CHANG: Police have been hunting a man they say is responsible for 12 murders, about 50 rapes and more than 100 burglaries in a crime spree that terrorized the state in the 1970s and '80s. Bob Moffitt of Capital Public Radio has been following the case and joins us now. Welcome.

BOB MOFFITT, BYLINE: Happy to be here.

CHANG: So this suspect was identified as a 72-year-old man, Joseph James DeAngelo. What can you tell us about him?

MOFFITT: Well, we know that he was a police officer in Exeter, Calif., which is down by Fresno. He was there for three years, from 1973 to '76, and then went to Auburn from '76 to '79 before he was thrown off the force for shoplifting a couple of items from a local store and prosecuted in Sacramento and lost a job. After that, he just sort of disappeared.

CHANG: And investigators from 10 counties have been working on this case for years. What finally led to this arrest?

MOFFITT: Well, DNA evidence. The question is, where did the DNA evidence come from? The district attorney's office and the sheriff's department is not letting us know, but they are saying that, in some way, a DNA link was identified between the suspect in the case and an unknown member of the public, who also shared various components of DNA with a bunch of other people - several dozen people.

And so the sheriff's department then had to take that information, whittle out the people that couldn't possibly be suspects, and then zero in on people who could be suspects, which is how they ended up at Mr. DeAngelo's door.

CHANG: And how did the arrest go down? Do you know the details?

MOFFITT: Well, according to Sacramento Sheriff Scott Jones, they were concerned that the suspect might have some sort of escape plan in place, and so they waited for him to come out of his house. Staked out his house for, I believe, five days.

CHANG: Wow.

MOFFITT: Collected some DNA evidence in the process.

CHANG: They didn't leave for five days?

MOFFITT: Well, they were monitoring. They were seeing what his habits were and when they could, they believe, safely apprehend him. He came out of his house, was going to leave somewhere, and that's when they swooped in and arrested him.

CHANG: So this suspect is being charged in four homicides. What happens to all the other cases believed to be connected with him?
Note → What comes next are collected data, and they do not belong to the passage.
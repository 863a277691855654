//! A single scheduled departure.

use std::cmp::Ordering;
use std::fmt;

use chrono::{Local, NaiveDateTime};
use serde::ser::{Serialize, SerializeStruct, Serializer};

use super::time::{TimeError, When, compute_remaining, normalize};

/// One row of a departure board: a line leaving a station for a
/// destination at a scheduled time, with a countdown relative to a
/// reference instant.
///
/// The countdown is minute-granular (always a multiple of 60 seconds,
/// possibly negative) and fixed at construction; a `Departure` never
/// changes afterwards.
///
/// Ordering and equality compare the scheduled instant only, so a list of
/// departures sorts into board order with `sort()` and stays stable for
/// equal times.
#[derive(Debug, Clone)]
pub struct Departure {
    start: String,
    end: String,
    line: String,
    when: NaiveDateTime,
    since: NaiveDateTime,
    remaining: i64,
}

impl Departure {
    /// Build a departure with the current local time as reference.
    pub fn new(
        start: impl Into<String>,
        end: impl Into<String>,
        when: impl Into<When>,
        line: impl Into<String>,
    ) -> Result<Self, TimeError> {
        Self::build(start, end, when, line, Local::now().naive_local(), false)
    }

    /// Build a departure against an explicit reference instant.
    pub fn with_since(
        start: impl Into<String>,
        end: impl Into<String>,
        when: impl Into<When>,
        line: impl Into<String>,
        since: NaiveDateTime,
    ) -> Result<Self, TimeError> {
        Self::build(start, end, when, line, since, false)
    }

    /// Like [`Departure::with_since`], but keep the raw same-day reading
    /// of a time that would otherwise wrap to the next day.
    pub fn same_day(
        start: impl Into<String>,
        end: impl Into<String>,
        when: impl Into<When>,
        line: impl Into<String>,
        since: NaiveDateTime,
    ) -> Result<Self, TimeError> {
        Self::build(start, end, when, line, since, true)
    }

    fn build(
        start: impl Into<String>,
        end: impl Into<String>,
        when: impl Into<When>,
        line: impl Into<String>,
        since: NaiveDateTime,
        no_add_day: bool,
    ) -> Result<Self, TimeError> {
        let when = normalize(&when.into(), since, no_add_day)?;
        Ok(Self {
            start: start.into(),
            end: end.into(),
            line: line.into(),
            when,
            since,
            remaining: compute_remaining(since, when),
        })
    }

    /// Origin station name.
    pub fn start(&self) -> &str {
        &self.start
    }

    /// Destination station name.
    pub fn end(&self) -> &str {
        &self.end
    }

    /// Route or line identifier.
    pub fn line(&self) -> &str {
        &self.line
    }

    /// The normalized scheduled instant.
    pub fn when(&self) -> NaiveDateTime {
        self.when
    }

    /// The reference instant the countdown was computed against.
    pub fn since(&self) -> NaiveDateTime {
        self.since
    }

    /// Seconds until departure, minute-truncated; negative when gone.
    pub fn remaining(&self) -> i64 {
        self.remaining
    }
}

impl fmt::Display for Departure {
    fn fmt(&self, f: &mut fmt::Formatter<'_>) -> fmt::Result {
        write!(
            f,
            "Start: {}, End: {}, when: {}, now: {}, line: {}",
            self.start,
            self.end,
            self.when.format("%H:%M"),
            self.since.format("%H:%M"),
            self.line
        )
    }
}

impl PartialEq for Departure {
    fn eq(&self, other: &Self) -> bool {
        self.when == other.when
    }
}

impl Eq for Departure {}

impl Ord for Departure {
    fn cmp(&self, other: &Self) -> Ordering {
        self.when.cmp(&other.when)
    }
}

impl PartialOrd for Departure {
    fn partial_cmp(&self, other: &Self) -> Option<Ordering> {
        Some(self.cmp(other))
    }
}

impl Serialize for Departure {
    // Key set and order are a wire contract for downstream consumers.
    fn serialize<S: Serializer>(&self, serializer: S) -> Result<S::Ok, S::Error> {
        let mut row = serializer.serialize_struct("Departure", 4)?;
        row.serialize_field("start", &self.start)?;
        row.serialize_field("line", &self.line)?;
        row.serialize_field("end", &self.end)?;
        row.serialize_field("remaining", &self.remaining)?;
        row.end()
    }
}

#[cfg(test)]
mod tests {
    use super::*;
    use crate::domain::full_format;
    use chrono::{NaiveDate, TimeZone};

    fn dt(y: i32, mo: u32, d: u32, h: u32, mi: u32, s: u32) -> NaiveDateTime {
        NaiveDate::from_ymd_opt(y, mo, d)
            .unwrap()
            .and_hms_opt(h, mi, s)
            .unwrap()
    }

    const SINCE_TS: i64 = 1_357_092_240;

    fn since_from_ts() -> NaiveDateTime {
        Local.timestamp_opt(SINCE_TS, 0).single().unwrap().naive_local()
    }

    #[test]
    fn timestamp_future() {
        let since = since_from_ts();
        for (delta, expected) in [(45, 0), (80, 60), (150, 120)] {
            let dep =
                Departure::with_since("from", "to", SINCE_TS + delta, "line", since).unwrap();
            assert_eq!(dep.remaining(), expected);
        }
    }

    #[test]
    fn timestamp_now() {
        let since = since_from_ts();
        let dep = Departure::with_since("from", "to", SINCE_TS, "line", since).unwrap();
        assert_eq!(dep.remaining(), 0);
    }

    #[test]
    fn timestamp_past() {
        let since = since_from_ts();
        for (delta, expected) in [(45, -60), (80, -120), (150, -180)] {
            let dep =
                Departure::with_since("from", "to", SINCE_TS - delta, "line", since).unwrap();
            assert_eq!(dep.remaining(), expected);
        }
    }

    #[test]
    fn full_string_future() {
        let since = dt(2013, 1, 2, 3, 4, 0);
        for (delta, expected) in [(45, 0), (80, 60), (150, 120)] {
            let when = full_format(since + chrono::Duration::seconds(delta));
            let dep = Departure::with_since("from", "to", when, "line", since).unwrap();
            assert_eq!(dep.remaining(), expected);
        }
    }

    #[test]
    fn full_string_now() {
        let since = dt(2013, 1, 2, 3, 4, 0);
        let dep =
            Departure::with_since("from", "to", full_format(since), "line", since).unwrap();
        assert_eq!(dep.remaining(), 0);
    }

    #[test]
    fn full_string_past() {
        let since = dt(2013, 1, 2, 3, 4, 0);
        for (delta, expected) in [(45, -60), (80, -120), (150, -180)] {
            let when = full_format(since - chrono::Duration::seconds(delta));
            let dep = Departure::with_since("from", "to", when, "line", since).unwrap();
            assert_eq!(dep.remaining(), expected);
        }
    }

    #[test]
    fn datetime_future_now_past() {
        let since = dt(2013, 1, 2, 3, 4, 0);
        for (delta, expected) in [(150, 120), (80, 60), (45, 0), (0, 0), (-45, -60), (-80, -120), (-150, -180)] {
            let when = since + chrono::Duration::seconds(delta);
            let dep = Departure::with_since("from", "to", when, "line", since).unwrap();
            assert_eq!(dep.remaining(), expected, "delta {delta}");
        }
    }

    #[test]
    fn garbage_suffixed_bare_time_is_accepted() {
        assert!(Departure::new("from", "to", "16:15\n \t*", "line").is_ok());
    }

    #[test]
    fn unparseable_when_is_rejected() {
        let err = Departure::new("from", "to", "[when]", "line").unwrap_err();
        assert!(matches!(err, TimeError::UnrecognizedText(_)));
    }

    #[test]
    fn new_day_rollover() {
        let now = dt(2013, 1, 2, 23, 59, 0);

        let shortly_past_midnight = dt(2013, 1, 2, 0, 1, 2);
        let dep = Departure::with_since("From My Station", "To Your Station", shortly_past_midnight, "A Line", now)
            .unwrap();
        assert_eq!(dep.remaining(), 120);
        let dep = Departure::same_day("From My Station", "To Your Station", shortly_past_midnight, "A Line", now)
            .unwrap();
        assert_eq!(dep.remaining(), -86_280);

        // Exactly half a day back is still this day's board.
        let midday = dt(2013, 1, 2, 11, 59, 0);
        let dep = Departure::with_since("From My Station", "To Your Station", midday, "A Line", now).unwrap();
        assert_eq!(dep.remaining(), -43_200);

        // One second further wraps to tomorrow.
        let just_before_midday = dt(2013, 1, 2, 11, 58, 59);
        let dep = Departure::with_since("From My Station", "To Your Station", just_before_midday, "A Line", now)
            .unwrap();
        assert_eq!(dep.remaining(), 43_140);
        let dep = Departure::same_day("From My Station", "To Your Station", just_before_midday, "A Line", now)
            .unwrap();
        assert_eq!(dep.remaining(), -43_260);
    }

    #[test]
    fn display_layout() {
        let now = dt(2013, 1, 2, 12, 13, 0);
        let when = dt(2013, 1, 2, 12, 15, 0);
        let dep = Departure::with_since("From My Station", "To Your Station", when, "A Line", now).unwrap();
        assert_eq!(
            dep.to_string(),
            "Start: From My Station, End: To Your Station, when: 12:15, now: 12:13, line: A Line"
        );
    }

    #[test]
    fn chronological_order() {
        let since = dt(2013, 1, 2, 3, 0, 0);
        let earlier = Departure::with_since("a", "b", dt(2013, 1, 2, 3, 3, 1), "l", since).unwrap();
        let middle = Departure::with_since("a", "b", dt(2013, 1, 2, 3, 4, 1), "l", since).unwrap();
        let later = Departure::with_since("a", "b", dt(2013, 1, 2, 3, 5, 1), "l", since).unwrap();

        assert_eq!(middle, middle.clone());
        assert_ne!(earlier, later);
        assert!(earlier < middle);
        assert!(later > middle);

        let mut board = vec![
            middle.clone(),
            earlier.clone(),
            later.clone(),
            middle.clone(),
            later.clone(),
            earlier.clone(),
        ];
        board.sort();
        assert_eq!(
            board.iter().map(Departure::when).collect::<Vec<_>>(),
            vec![
                earlier.when(),
                earlier.when(),
                middle.when(),
                middle.when(),
                later.when(),
                later.when()
            ]
        );

        board.sort_by(|a, b| b.cmp(a));
        assert_eq!(
            board.iter().map(Departure::when).collect::<Vec<_>>(),
            vec![
                later.when(),
                later.when(),
                middle.when(),
                middle.when(),
                earlier.when(),
                earlier.when()
            ]
        );
    }

    #[test]
    fn wire_shape() {
        let since = dt(2013, 1, 2, 3, 0, 0);
        let dep =
            Departure::with_since("ZOO", "HBF", dt(2013, 1, 2, 3, 4, 0), "S5", since).unwrap();
        assert_eq!(
            serde_json::to_string(&dep).unwrap(),
            r#"{"start":"ZOO","line":"S5","end":"HBF","remaining":240}"#
        );
    }
}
MOFFITT: Well, all the district attorneys that spoke to media today promised to prosecute their cases as well. It's unclear as to whether they may all prosecute them together in the same venue or whether they may prosecute them independently. That discussion is ongoing, and there has not been an outcome yet announced.

CHANG: All right. That's Capital Public Radio's Bob Moffitt in Sacramento, Calif. Thank you very much, Bob.